Donating one's body to science sounds like an altruistic farewell for the betterment of humanity. Noble it may be, but most would prefer not to know what happens to a corpse in the name of research. Not our intrepid author. Some donors arrive at the expected places, such as anatomy classrooms, but would a person willingly assent to her postmortem decapitation so plastic surgeons could practice on her head unencumbered by the torso? Better not to wonder--yet Roach cheerily does as she attends to doings at medical schools, crash research labs, and mortuary schools. Her lab-coated guides seem delighted to see her come calling, which she reciprocates by praising the good that cadavers do (revealing the kinematics of car and plane crashes), along with (gulp) their appearance and olfactory condition. Roach writes in an insouciant style and displays her metier in tangents about bizarre incidents in pathological history. Death may have the last laugh, but, in the meantime, Roach finds merriment in the macabre. --Gilbert Taylor

Author notes provided by Syndetics

Mary Roach was born and raised in Etna, New Hampshire. She has a BA degree in psychology from Wesleyan University.

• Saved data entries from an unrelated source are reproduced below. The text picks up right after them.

#[cfg(test)]
mod tests {
    use super::*;
    use medlink_common::protocol::kinds;
    use serde_json::json;

    struct Client {
        channel: ChannelHandle,
        rx: mpsc::Receiver<ServerMessage>,
    }

    impl Client {
        fn connect(hub: &Hub) -> Self {
            let (channel, rx) = hub.connect();
            Self { channel, rx }
        }

        async fn send(&self, hub: &Hub, kind: &str, payload: serde_json::Value) {
            hub.on_frame(&self.channel, Frame::new(kind, payload)).await;
        }

        async fn register(&self, hub: &Hub, id: &str, name: &str) {
            self.send(hub, kinds::REGISTER, json!({"id": id, "name": name, "city": "Pune"}))
                .await;
        }

        fn drain(&mut self) -> Vec<ServerMessage> {
            let mut out = Vec::new();
            while let Ok(message) = self.rx.try_recv() {
                out.push(message);
            }
            out
        }
    }

    fn presence_lists(messages: &[ServerMessage]) -> Vec<&PresenceSnapshot> {
        messages
            .iter()
            .filter_map(|m| match m {
                ServerMessage::PresenceList(s) => Some(s),
                _ => None,
            })
            .collect()
    }

    fn count_kind(messages: &[ServerMessage], kind: &str) -> usize {
        messages.iter().filter(|m| m.kind() == kind).count()
    }

    #[tokio::test]
    async fn test_register_broadcasts_then_confirms() {
        let hub = Hub::new(32);
        let mut a = Client::connect(&hub);

        a.register(&hub, "h1", "St. Mary").await;

        let received = a.drain();
        assert_eq!(received.len(), 2);
        assert!(matches!(&received[0], ServerMessage::PresenceList(s) if s.len() == 1));
        assert!(matches!(
            &received[1],
            ServerMessage::RegistrationConfirmed { identity } if identity.id == "h1"
        ));
    }

    #[tokio::test]
    async fn test_end_to_end_scenario() {
        let hub = Hub::new(32);
        let mut a = Client::connect(&hub);
        let mut b = Client::connect(&hub);

        a.register(&hub, "h1", "A").await;
        b.register(&hub, "h2", "B").await;

        // Both see a presence list of length 2
        let a_msgs = a.drain();
        let b_msgs = b.drain();
        assert_eq!(presence_lists(&a_msgs).last().unwrap().len(), 2);
        assert_eq!(presence_lists(&b_msgs).last().unwrap().len(), 2);

        // A asks B
        a.send(&hub, kinds::CONNECTION_REQUEST, json!({"fromId": "h1", "toId": "h2"}))
            .await;
        assert!(a.drain().is_empty());
        let b_msgs = b.drain();
        assert_eq!(b_msgs.len(), 1);
        assert!(matches!(
            &b_msgs[0],
            ServerMessage::ConnectionRequest { identity } if identity.id == "h1" && identity.name == "A"
        ));

        // B accepts
        b.send(&hub, kinds::CONNECTION_ACCEPTED, json!({"fromId": "h1", "toId": "h2"}))
            .await;
        for client in [&mut a, &mut b] {
            let msgs = client.drain();
            assert_eq!(count_kind(&msgs, kinds::CONNECTION_ACCEPTED), 1);
            let lists = presence_lists(&msgs);
            assert_eq!(lists.len(), 1);
            assert!(lists[0].sessions.iter().all(|s| s.paired));
        }
        assert!(hub.registry().get("h1").await.unwrap().paired);
        assert!(hub.registry().get("h2").await.unwrap().paired);

        // A disconnects
        assert_eq!(hub.on_disconnect(a.channel.id()).await.as_deref(), Some("h1"));
        let b_msgs = b.drain();
        assert_eq!(presence_lists(&b_msgs).last().unwrap().len(), 1);
        let notices: Vec<_> = b_msgs
            .iter()
            .filter_map(|m| match m {
                ServerMessage::PeerDisconnected { id } => Some(id.as_str()),
                _ => None,
            })
            .collect();
        assert_eq!(notices, vec!["h1"]);
    }

    #[tokio::test]
    async fn test_disconnect_only_notifies_paired_sessions() {
        let hub = Hub::new(32);
        let a = Client::connect(&hub);
        let mut b = Client::connect(&hub);
        let mut c = Client::connect(&hub);
        a.register(&hub, "h1", "A").await;
        b.register(&hub, "h2", "B").await;
        c.register(&hub, "h3", "C").await;
        a.send(&hub, kinds::CONNECTION_ACCEPTED, json!({"fromId": "h1", "toId": "h2"}))
            .await;
        b.drain();
        c.drain();

        hub.on_disconnect(a.channel.id()).await;

        let b_msgs = b.drain();
        let c_msgs = c.drain();
        assert_eq!(count_kind(&b_msgs, kinds::PEER_DISCONNECTED), 1);
        assert_eq!(count_kind(&c_msgs, kinds::PEER_DISCONNECTED), 0);
        assert_eq!(count_kind(&c_msgs, kinds::PRESENCE_LIST), 1);
    }

    #[tokio::test]
    async fn test_messages_before_register_are_rejected() {
        let hub = Hub::new(32);
        let mut a = Client::connect(&hub);
        let mut b = Client::connect(&hub);
        b.register(&hub, "h2", "B").await;
        b.drain();

        a.send(&hub, kinds::CHAT_MESSAGE, json!({"to": "h2", "message": "hi"}))
            .await;

        let a_msgs = a.drain();
        assert_eq!(a_msgs.len(), 1);
        assert!(matches!(
            &a_msgs[0],
            ServerMessage::Error { reason, .. } if reason == "notRegistered"
        ));
        assert!(b.drain().is_empty());

        // Still usable: register now succeeds
        a.register(&hub, "h1", "A").await;
        assert_eq!(count_kind(&a.drain(), kinds::REGISTRATION_CONFIRMED), 1);
    }

    #[tokio::test]
    async fn test_malformed_and_unknown_frames_keep_connection() {
        let hub = Hub::new(32);
        let mut a = Client::connect(&hub);

        a.send(&hub, kinds::REGISTER, json!({"name": "No Id"})).await;
        a.send(&hub, "hospital_connect", json!({})).await;

        let msgs = a.drain();
        let reasons: Vec<_> = msgs
            .iter()
            .filter_map(|m| match m {
                ServerMessage::Error { reason, .. } => Some(reason.as_str()),
                _ => None,
            })
            .collect();
        assert_eq!(reasons, vec!["malformedMessage", "unknownKind"]);
        assert_eq!(hub.registry().len().await, 0);
        assert_eq!(hub.metrics().snapshot().frames_rejected, 2);

        a.register(&hub, "h1", "A").await;
        assert_eq!(hub.registry().len().await, 1);
    }

    #[tokio::test]
    async fn test_reconnect_replaces_session() {
        let hub = Hub::new(32);
        let old = Client::connect(&hub);
        let mut new = Client::connect(&hub);

        old.register(&hub, "h1", "A").await;
        new.register(&hub, "h1", "A").await;
        assert_eq!(hub.registry().len().await, 1);
        new.drain();

        // The stale connection closing must not evict the new session
        assert_eq!(hub.on_disconnect(old.channel.id()).await, None);
        assert_eq!(hub.registry().len().await, 1);
        assert!(new.drain().is_empty());

        // And the stale connection can no longer route
        old.send(&hub, kinds::CHAT_MESSAGE, json!({"to": "h1", "message": "x"}))
            .await;
        assert!(new.drain().is_empty());
    }

    #[tokio::test]
    async fn test_disconnect_of_unregistered_connection_is_safe() {
        let hub = Hub::new(32);
        let mut a = Client::connect(&hub);
        let b = Client::connect(&hub);
        a.register(&hub, "h1", "A").await;
        a.drain();

        assert_eq!(hub.on_disconnect(b.channel.id()).await, None);
        assert!(a.drain().is_empty());
    }

    #[tokio::test]
    async fn test_reject_does_not_broadcast() {
        let hub = Hub::new(32);
        let mut a = Client::connect(&hub);
        let mut b = Client::connect(&hub);
        a.register(&hub, "h1", "A").await;
        b.register(&hub, "h2", "B").await;
        a.drain();
        b.drain();

        b.send(&hub, kinds::CONNECTION_REJECTED, json!({"fromId": "h1", "toId": "h2"}))
            .await;

        for client in [&mut a, &mut b] {
            let msgs = client.drain();
            assert_eq!(count_kind(&msgs, kinds::CONNECTION_REJECTED), 1);
            assert_eq!(count_kind(&msgs, kinds::PRESENCE_LIST), 0);
        }
        assert_eq!(hub.snapshot().await.paired_count(), 0);
    }

    #[tokio::test]
    async fn test_emergency_and_relay_dispatch() {
        let hub = Hub::new(32);
        let mut a = Client::connect(&hub);
        let mut b = Client::connect(&hub);
        a.register(&hub, "h1", "A").await;
        b.register(&hub, "h2", "B").await;
        a.drain();
        b.drain();

        let request = json!({"id": "r1", "type": "ventilator", "urgency": "high"});
        a.send(
            &hub,
            kinds::EMERGENCY_REQUEST,
            json!({"to": "broadcast", "request": request}),
        )
        .await;
        assert_eq!(a.drain(), vec![ServerMessage::EmergencyRequest(request.clone())]);
        assert_eq!(b.drain(), vec![ServerMessage::EmergencyRequest(request)]);

        b.send(
            &hub,
            kinds::EMERGENCY_ACCEPTED,
            json!({"requestId": "r1", "to": "h1", "identity": {"id": "h2", "name": "B"}}),
        )
        .await;
        assert!(matches!(
            a.drain().as_slice(),
            [ServerMessage::EmergencyAccepted { identity, .. }] if identity.id == "h2"
        ));

        b.send(
            &hub,
            kinds::CALL_SIGNAL,
            json!({"to": "h1", "signal": {"type": "offer"}}),
        )
        .await;
        a.send(&hub, kinds::CHAT_MESSAGE, json!({"to": "h9", "message": "lost"}))
            .await;
        assert_eq!(
            a.drain(),
            vec![ServerMessage::CallSignal(json!({"type": "offer"}))]
        );
        assert!(b.drain().is_empty());
    }

    #[tokio::test]
    async fn test_unroutable_message_is_not_rejected() {
        let hub = Hub::new(32);
        let mut a = Client::connect(&hub);
        a.register(&hub, "h1", "A").await;
        a.drain();

        a.send(&hub, kinds::CHAT_MESSAGE, json!({"to": "h9", "message": "lost"}))
            .await;
        a.send(&hub, kinds::CONNECTION_REQUEST, json!({"fromId": "h1", "toId": "h9"}))
            .await;

        assert!(a.drain().is_empty());
        let metrics = hub.metrics().snapshot();
        assert_eq!(metrics.frames_rejected, 0);
        assert_eq!(metrics.unknown_targets, 2);
    }

    #[tokio::test(flavor = "multi_thread", worker_threads = 4)]
    async fn test_concurrent_connects_and_disconnects_stay_consistent() {
        let hub = Arc::new(Hub::new(64));
        let mut tasks = Vec::new();

        // Three connections per id; every connection for ids divisible by 4
        // disconnects right after registering
        for n in 0..36u32 {
            let hub = hub.clone();
            let id = n % 12;
            let leaves = id % 4 == 0;
            tasks.push(tokio::spawn(async move {
                let (channel, rx) = hub.connect();
                hub.on_frame(
                    &channel,
                    Frame::new(kinds::REGISTER, json!({"id": format!("h{id}"), "name": "N"})),
                )
                .await;
                tokio::task::yield_now().await;
                if leaves {
                    hub.on_disconnect(channel.id()).await;
                }
                (channel.id(), format!("h{id}"), leaves, rx)
            }));
        }

        let mut owners = std::collections::HashMap::new();
        let mut receivers = Vec::new();
        for task in tasks {
            let (conn_id, id, leaves, rx) = task.await.unwrap();
            owners.insert(conn_id, (id, leaves));
            receivers.push(rx);
        }

        let snapshot = hub.snapshot().await;
        let mut ids: Vec<_> = snapshot.sessions.iter().map(|s| s.id.clone()).collect();
        ids.sort_unstable();
        ids.dedup();
        assert_eq!(ids.len(), snapshot.len(), "duplicate ids in {ids:?}");
        assert_eq!(snapshot.len(), 9);
        assert_eq!(hub.registry().len().await, 9);

        for (id, channel) in hub.registry().channels().await {
            let (owner, leaves) = &owners[&channel.id()];
            assert_eq!(owner, &id);
            assert!(!leaves, "{id} kept a disconnected channel");
        }
    }
}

She spent a few years as a free-lance copy editor before she landed a job at the San Francisco Zoological Society turning out press releases. She then moved on to write humor pieces for such periodicals as The New York Times Magazine, The San Francisco Chronicle and Sports Illustrated. Her article "How to Win at Germ Warfare" was a National Magazine Award Finalist, in 1995. In 1996, her article on earthquake-proof bamboo houses took the Engineering Journalism Award. She published several books such as Stiff: The Curious Lives of Human Cadavers (2003) and Packing for Mars (2010).

Mary's title Grunt: The Curious Science of Humans at War, made the New York Times Bestseller list in 2016.